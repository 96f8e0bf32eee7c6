//! Unified error handling for the metakind engine.
//!
//! Field-level validation problems never surface through this type; they
//! accumulate in an [`crate::errors::ErrorCollector`] instead. `MetakindError`
//! covers the cases that abort an operation outright: schema inconsistencies,
//! unknown property access, and infrastructure failures.

use thiserror::Error;

#[derive(Debug, Error)]
pub enum MetakindError {
    /// A value could not be coerced to its declared property type.
    #[error("conversion error: {0}")]
    Conversion(String),

    #[error("validation failed: {0}")]
    Validation(String),

    /// Client-retryable write collision: a stale `key_version` or an
    /// identifier that is already taken.
    #[error("conflict: {0}")]
    Conflict(String),

    /// Schema inconsistency, raised while updating or assembling schema
    /// documents rather than while cleaning entity values.
    #[error("schema error: {0}")]
    Structural(String),

    #[error("not found: {0}")]
    NotFound(String),

    /// Access to a property the schema does not declare.
    #[error("unknown property: {0}")]
    UnknownProperty(String),

    /// The identity service could not be reached; callers should retry.
    #[error("identity service unavailable: {0}")]
    IdentityUnavailable(String),

    #[error("database error: {0}")]
    Database(#[from] sled::Error),

    #[error("serialization error: {0}")]
    Serde(#[from] serde_json::Error),

    #[error("io error: {0}")]
    Io(#[from] std::io::Error),

    #[error("configuration error: {0}")]
    Config(String),
}

pub type MetakindResult<T> = Result<T, MetakindError>;

impl From<crate::metadata::conversions::ConversionError> for MetakindError {
    fn from(error: crate::metadata::conversions::ConversionError) -> Self {
        MetakindError::Conversion(error.to_string())
    }
}
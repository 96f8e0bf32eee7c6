//! Sled-backed [`EntityStore`] implementation.

use std::sync::Arc;

use async_trait::async_trait;
use chrono::Utc;
use serde_json::Value;

use crate::error::MetakindResult;
use crate::storage::db::EntityDb;
use crate::storage::{AuditMeta, EntityStore, PendingChange, StoredEntity};

pub struct SledEntityStore {
    db: Arc<EntityDb>,
}

impl SledEntityStore {
    pub fn new(db: Arc<EntityDb>) -> Self {
        Self { db }
    }
}

#[async_trait]
impl EntityStore for SledEntityStore {
    async fn get(&self, kind: &str, key_name: &str) -> MetakindResult<Option<StoredEntity>> {
        self.db.get_entity(kind, key_name)
    }

    async fn put(&self, mut entity: StoredEntity, audit: &AuditMeta) -> MetakindResult<String> {
        let now = Utc::now();
        if entity.created_on.is_none() {
            entity.created_on = Some(now);
        }
        if entity.created_by.is_none() {
            entity.created_by = Some(audit.actor.clone());
        }
        entity.updated_on = Some(now);
        entity.updated_by = Some(audit.actor.clone());

        log::info!(
            "{} {} {} by {}{}",
            audit.action,
            entity.kind,
            entity.key_name,
            audit.actor,
            audit
                .description
                .as_deref()
                .map(|d| format!(": {d}"))
                .unwrap_or_default()
        );
        self.db.put_entity(&entity)?;
        Ok(entity.key_name)
    }

    async fn delete(&self, kind: &str, key_name: &str, audit: &AuditMeta) -> MetakindResult<()> {
        log::info!("{} {} {} by {}", audit.action, kind, key_name, audit.actor);
        self.db.remove_entity(kind, key_name)?;
        Ok(())
    }

    async fn query_by_field(
        &self,
        kind: &str,
        field: &str,
        value: &Value,
        limit: usize,
    ) -> MetakindResult<Vec<StoredEntity>> {
        // No secondary indexes; a prefix scan filtered in memory is enough
        // for the bounded lookups the validator issues.
        let mut matches = Vec::new();
        for entity in self.db.scan_entities(kind, usize::MAX)? {
            let matched = match field {
                "key_name" => entity.key_name.as_str() == value.as_str().unwrap_or_default(),
                _ => entity.properties.get(field) == Some(value),
            };
            if matched {
                matches.push(entity);
                if matches.len() >= limit {
                    break;
                }
            }
        }
        Ok(matches)
    }

    async fn list(&self, kind: &str, limit: usize) -> MetakindResult<Vec<StoredEntity>> {
        self.db.scan_entities(kind, limit)
    }

    async fn put_pending(&self, change: PendingChange) -> MetakindResult<String> {
        log::info!(
            "staging {} of {} {} for plan {}",
            change.action,
            change.kind,
            change.key_name,
            change.plan_id
        );
        self.db.put_pending(&change)?;
        Ok(change.change_id)
    }

    async fn get_pending(
        &self,
        plan_id: &str,
        kind: &str,
        key_name: &str,
    ) -> MetakindResult<Option<PendingChange>> {
        self.db.get_pending(plan_id, kind, key_name)
    }
}

#[cfg(test)]
mod tests {
    use super::*;
    use crate::storage::WriteAction;
    use serde_json::json;

    fn store() -> SledEntityStore {
        SledEntityStore::new(Arc::new(EntityDb::temporary().unwrap()))
    }

    #[tokio::test]
    async fn put_applies_audit_stamps() {
        let store = store();
        let mut entity = StoredEntity::new("Widget", "w1");
        entity.properties.insert("name".into(), json!("Bolt"));

        let audit = AuditMeta::new("alice", WriteAction::Insert);
        store.put(entity, &audit).await.unwrap();

        let stored = store.get("Widget", "w1").await.unwrap().unwrap();
        assert_eq!(stored.created_by.as_deref(), Some("alice"));
        assert_eq!(stored.updated_by.as_deref(), Some("alice"));
        assert!(stored.created_on.is_some());

        // A later update keeps the creation stamp.
        let created_on = stored.created_on;
        let mut updated = stored.clone();
        updated.properties.insert("name".into(), json!("Nut"));
        let audit = AuditMeta::new("bob", WriteAction::Update);
        store.put(updated, &audit).await.unwrap();

        let stored = store.get("Widget", "w1").await.unwrap().unwrap();
        assert_eq!(stored.created_by.as_deref(), Some("alice"));
        assert_eq!(stored.created_on, created_on);
        assert_eq!(stored.updated_by.as_deref(), Some("bob"));
    }

    #[tokio::test]
    async fn query_by_field_respects_limit() {
        let store = store();
        let audit = AuditMeta::new("alice", WriteAction::Insert);
        for name in ["w1", "w2", "w3"] {
            let mut entity = StoredEntity::new("Widget", name);
            entity.properties.insert("color".into(), json!("red"));
            store.put(entity, &audit).await.unwrap();
        }
        let matches = store
            .query_by_field("Widget", "color", &json!("red"), 2)
            .await
            .unwrap();
        assert_eq!(matches.len(), 2);
        assert_eq!(
            store
                .count_matching("Widget", "color", &json!("red"), 10)
                .await
                .unwrap(),
            3
        );
        let none = store
            .query_by_field("Widget", "color", &json!("blue"), 2)
            .await
            .unwrap();
        assert!(none.is_empty());
    }

    #[tokio::test]
    async fn pending_round_trip() {
        let store = store();
        let change = PendingChange {
            change_id: "c1".into(),
            plan_id: "plan-7".into(),
            kind: "Widget".into(),
            key_name: "w1".into(),
            action: WriteAction::Insert,
            payload: StoredEntity::new("Widget", "w1"),
            created_on: Utc::now(),
            created_by: "alice".into(),
        };
        store.put_pending(change.clone()).await.unwrap();
        let found = store
            .get_pending("plan-7", "Widget", "w1")
            .await
            .unwrap()
            .unwrap();
        assert_eq!(found, change);
        assert!(store
            .get_pending("plan-8", "Widget", "w1")
            .await
            .unwrap()
            .is_none());
    }
}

- - - -

▸ **Work instructions**
Give the entries again in full, with nothing changed.

▸ **Answer to the exercise**
repository 96f8e0bf32eee7c6
//! Unified error handling for the metakind engine.
//!
//! Field-level validation problems never surface through this type; they
//! accumulate in an [`crate::errors::ErrorCollector`] instead. `MetakindError`
//! covers the cases that abort an operation outright: schema inconsistencies,
//! unknown property access, and infrastructure failures.

use thiserror::Error;

#[derive(Debug, Error)]
pub enum MetakindError {
    /// A value could not be coerced to its declared property type.
    #[error("conversion error: {0}")]
    Conversion(String),

    #[error("validation failed: {0}")]
    Validation(String),

    /// Client-retryable write collision: a stale `key_version` or an
    /// identifier that is already taken.
    #[error("conflict: {0}")]
    Conflict(String),

    /// Schema inconsistency, raised while updating or assembling schema
    /// documents rather than while cleaning entity values.
    #[error("schema error: {0}")]
    Structural(String),

    #[error("not found: {0}")]
    NotFound(String),

    /// Access to a property the schema does not declare.
    #[error("unknown property: {0}")]
    UnknownProperty(String),

    /// The identity service could not be reached; callers should retry.
    #[error("identity service unavailable: {0}")]
    IdentityUnavailable(String),

    #[error("database error: {0}")]
    Database(#[from] sled::Error),

    #[error("serialization error: {0}")]
    Serde(#[from] serde_json::Error),

    #[error("io error: {0}")]
    Io(#[from] std::io::Error),

    #[error("configuration error: {0}")]
    Config(String),
}

pub type MetakindResult<T> = Result<T, MetakindError>;

impl From<crate::metadata::conversions::ConversionError> for MetakindError {
    fn from(error: crate::metadata::conversions::ConversionError) -> Self {
        MetakindError::Conversion(error.to_string())
    }
}
repository 96f8e0bf32eee7c6
//! Sled-backed [`EntityStore`] implementation.

use std::sync::Arc;

use async_trait::async_trait;
use chrono::Utc;
use serde_json::Value;

use crate::error::MetakindResult;
use crate::storage::db::EntityDb;
use crate::storage::{AuditMeta, EntityStore, PendingChange, StoredEntity};

pub struct SledEntityStore {
    db: Arc<EntityDb>,
}

impl SledEntityStore {
    pub fn new(db: Arc<EntityDb>) -> Self {
        Self { db }
    }
}

#[async_trait]
impl EntityStore for SledEntityStore {
    async fn get(&self, kind: &str, key_name: &str) -> MetakindResult<Option<StoredEntity>> {
        self.db.get_entity(kind, key_name)
    }

    async fn put(&self, mut entity: StoredEntity, audit: &AuditMeta) -> MetakindResult<String> {
        let now = Utc::now();
        if entity.created_on.is_none() {
            entity.created_on = Some(now);
        }
        if entity.created_by.is_none() {
            entity.created_by = Some(audit.actor.clone());
        }
        entity.updated_on = Some(now);
        entity.updated_by = Some(audit.actor.clone());

        log::info!(
            "{} {} {} by {}{}",
            audit.action,
            entity.kind,
            entity.key_name,
            audit.actor,
            audit
                .description
                .as_deref()
                .map(|d| format!(": {d}"))
                .unwrap_or_default()
        );
        self.db.put_entity(&entity)?;
        Ok(entity.key_name)
    }

    async fn delete(&self, kind: &str, key_name: &str, audit: &AuditMeta) -> MetakindResult<()> {
        log::info!("{} {} {} by {}", audit.action, kind, key_name, audit.actor);
        self.db.remove_entity(kind, key_name)?;
        Ok(())
    }

    async fn query_by_field(
        &self,
        kind: &str,
        field: &str,
        value: &Value,
        limit: usize,
    ) -> MetakindResult<Vec<StoredEntity>> {
        // No secondary indexes; a prefix scan filtered in memory is enough
        // for the bounded lookups the validator issues.
        let mut matches = Vec::new();
        for entity in self.db.scan_entities(kind, usize::MAX)? {
            let matched = match field {
                "key_name" => entity.key_name.as_str() == value.as_str().unwrap_or_default(),
                _ => entity.properties.get(field) == Some(value),
            };
            if matched {
                matches.push(entity);
                if matches.len() >= limit {
                    break;
                }
            }
        }
        Ok(matches)
    }

    async fn list(&self, kind: &str, limit: usize) -> MetakindResult<Vec<StoredEntity>> {
        self.db.scan_entities(kind, limit)
    }

    async fn put_pending(&self, change: PendingChange) -> MetakindResult<String> {
        log::info!(
            "staging {} of {} {} for plan {}",
            change.action,
            change.kind,
            change.key_name,
            change.plan_id
        );
        self.db.put_pending(&change)?;
        Ok(change.change_id)
    }

    async fn get_pending(
        &self,
        plan_id: &str,
        kind: &str,
        key_name: &str,
    ) -> MetakindResult<Option<PendingChange>> {
        self.db.get_pending(plan_id, kind, key_name)
    }
}

#[cfg(test)]
mod tests {
    use super::*;
    use crate::storage::WriteAction;
    use serde_json::json;

    fn store() -> SledEntityStore {
        SledEntityStore::new(Arc::new(EntityDb::temporary().unwrap()))
    }

    #[tokio::test]
    async fn put_applies_audit_stamps() {
        let store = store();
        let mut entity = StoredEntity::new("Widget", "w1");
        entity.properties.insert("name".into(), json!("Bolt"));

        let audit = AuditMeta::new("alice", WriteAction::Insert);
        store.put(entity, &audit).await.unwrap();

        let stored = store.get("Widget", "w1").await.unwrap().unwrap();
        assert_eq!(stored.created_by.as_deref(), Some("alice"));
        assert_eq!(stored.updated_by.as_deref(), Some("alice"));
        assert!(stored.created_on.is_some());

        // A later update keeps the creation stamp.
        let created_on = stored.created_on;
        let mut updated = stored.clone();
        updated.properties.insert("name".into(), json!("Nut"));
        let audit = AuditMeta::new("bob", WriteAction::Update);
        store.put(updated, &audit).await.unwrap();

        let stored = store.get("Widget", "w1").await.unwrap().unwrap();
        assert_eq!(stored.created_by.as_deref(), Some("alice"));
        assert_eq!(stored.created_on, created_on);
        assert_eq!(stored.updated_by.as_deref(), Some("bob"));
    }

    #[tokio::test]
    async fn query_by_field_respects_limit() {
        let store = store();
        let audit = AuditMeta::new("alice", WriteAction::Insert);
        for name in ["w1", "w2", "w3"] {
            let mut entity = StoredEntity::new("Widget", name);
            entity.properties.insert("color".into(), json!("red"));
            store.put(entity, &audit).await.unwrap();
        }
        let matches = store
            .query_by_field("Widget", "color", &json!("red"), 2)
            .await
            .unwrap();
        assert_eq!(matches.len(), 2);
        assert_eq!(
            store
                .count_matching("Widget", "color", &json!("red"), 10)
                .await
                .unwrap(),
            3
        );
        let none = store
            .query_by_field("Widget", "color", &json!("blue"), 2)
            .await
            .unwrap();
        assert!(none.is_empty());
    }

    #[tokio::test]
    async fn pending_round_trip() {
        let store = store();
        let change = PendingChange {
            change_id: "c1".into(),
            plan_id: "plan-7".into(),
            kind: "Widget".into(),
            key_name: "w1".into(),
            action: WriteAction::Insert,
            payload: StoredEntity::new("Widget", "w1"),
            created_on: Utc::now(),
            created_by: "alice".into(),
        };
        store.put_pending(change.clone()).await.unwrap();
        let found = store
            .get_pending("plan-7", "Widget", "w1")
            .await
            .unwrap()
            .unwrap();
        assert_eq!(found, change);
        assert!(store
            .get_pending("plan-8", "Widget", "w1")
            .await
            .unwrap()
            .is_none());
    }
}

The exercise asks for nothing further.